Exercise instructions — Locate the line that contains "engines: the columnar" in the entries below, then repeat it and every following line through the line that contains "pub mod error;", exactly, and no others.

Recorded data —
//! rustqe-core: Data model and binning primitives for spectrometer data reduction.
//!
//! This crate provides the shared foundations for the cut and tessellation
//! engines: the columnar point cloud, adaptive bin-edge construction,
//! weighted histogram primitives, aggregate bin tuples, and the error
//! taxonomy.

pub mod binning;
pub mod cloud;
pub mod correction;
pub mod error;

pub use binning::{bin_centers, bin_edges, find_bin, histogram_counts, histogram_weighted};
pub use cloud::QCloud;
pub use correction::{nan_safe_div, BinnedData};
pub use error::{EmptySegment, Error, Result};
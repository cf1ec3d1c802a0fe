//! Structure of Arrays (`SoA`) point cloud for converted scan data.
//!
//! Converted scan points are stored in parallel vectors rather than an
//! array of structs. The cut engines only ever traverse one or two columns
//! at a time, so the columnar layout keeps those passes cache-friendly.

#[cfg(feature = "serde")]
use serde::{Deserialize, Serialize};

use crate::error::{Error, Result};

/// A batch of converted scan points stored in Structure of Arrays format.
///
/// One entry per detector pixel per scan step. A NaN `normalization` marks
/// a masked/invalid pixel; it flows through binning as a NaN bin sum and
/// must never panic or be clamped.
#[derive(Debug, Clone, Default, PartialEq)]
#[cfg_attr(feature = "serde", derive(Serialize, Deserialize))]
pub struct QCloud {
    /// Momentum transfer along x, in 1/Å.
    pub qx: Vec<f64>,
    /// Momentum transfer along y, in 1/Å.
    pub qy: Vec<f64>,
    /// Energy transfer, in meV.
    pub energy: Vec<f64>,
    /// Detector counts.
    pub intensity: Vec<f64>,
    /// Incident-beam monitor counts.
    pub monitor: Vec<f64>,
    /// Per-pixel sensitivity correction; NaN for masked pixels.
    pub normalization: Vec<f64>,
}

impl QCloud {
    /// Creates a new empty cloud with specified capacity.
    #[must_use]
    pub fn with_capacity(capacity: usize) -> Self {
        Self {
            qx: Vec::with_capacity(capacity),
            qy: Vec::with_capacity(capacity),
            energy: Vec::with_capacity(capacity),
            intensity: Vec::with_capacity(capacity),
            monitor: Vec::with_capacity(capacity),
            normalization: Vec::with_capacity(capacity),
        }
    }

    /// Returns the number of points in the cloud.
    #[must_use]
    pub fn len(&self) -> usize {
        self.qx.len()
    }

    /// Returns true if the cloud is empty.
    #[must_use]
    pub fn is_empty(&self) -> bool {
        self.qx.is_empty()
    }

    /// Clears all columns.
    pub fn clear(&mut self) {
        self.qx.clear();
        self.qy.clear();
        self.energy.clear();
        self.intensity.clear();
        self.monitor.clear();
        self.normalization.clear();
    }

    /// Pushes a single point into the cloud.
    pub fn push(&mut self, qx: f64, qy: f64, energy: f64, intensity: f64, monitor: f64, norm: f64) {
        self.qx.push(qx);
        self.qy.push(qy);
        self.energy.push(energy);
        self.intensity.push(intensity);
        self.monitor.push(monitor);
        self.normalization.push(norm);
    }

    /// Appends all points from another cloud to this one.
    pub fn append(&mut self, other: &QCloud) {
        self.qx.extend_from_slice(&other.qx);
        self.qy.extend_from_slice(&other.qy);
        self.energy.extend_from_slice(&other.energy);
        self.intensity.extend_from_slice(&other.intensity);
        self.monitor.extend_from_slice(&other.monitor);
        self.normalization.extend_from_slice(&other.normalization);
    }

    /// Gathers the points at `indices` into a new cloud, preserving order.
    ///
    /// # Panics
    /// Panics if any index is out of bounds.
    #[must_use]
    pub fn select(&self, indices: &[usize]) -> Self {
        let mut out = Self::with_capacity(indices.len());
        for &i in indices {
            out.push(
                self.qx[i],
                self.qy[i],
                self.energy[i],
                self.intensity[i],
                self.monitor[i],
                self.normalization[i],
            );
        }
        out
    }

    /// Checks that all columns have the same length.
    ///
    /// # Errors
    /// Returns [`Error::ShapeMismatch`] naming the first offending column.
    pub fn validate(&self) -> Result<()> {
        let expected = self.qx.len();
        for (column, len) in [
            ("qy", self.qy.len()),
            ("energy", self.energy.len()),
            ("intensity", self.intensity.len()),
            ("monitor", self.monitor.len()),
            ("normalization", self.normalization.len()),
        ] {
            if len != expected {
                return Err(Error::ShapeMismatch {
                    column,
                    expected,
                    found: len,
                });
            }
        }
        Ok(())
    }
}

Answer area —
//! engines: the columnar point cloud, adaptive bin-edge construction,
//! weighted histogram primitives, aggregate bin tuples, and the error
//! taxonomy.

pub mod binning;
pub mod cloud;
pub mod correction;
pub mod error;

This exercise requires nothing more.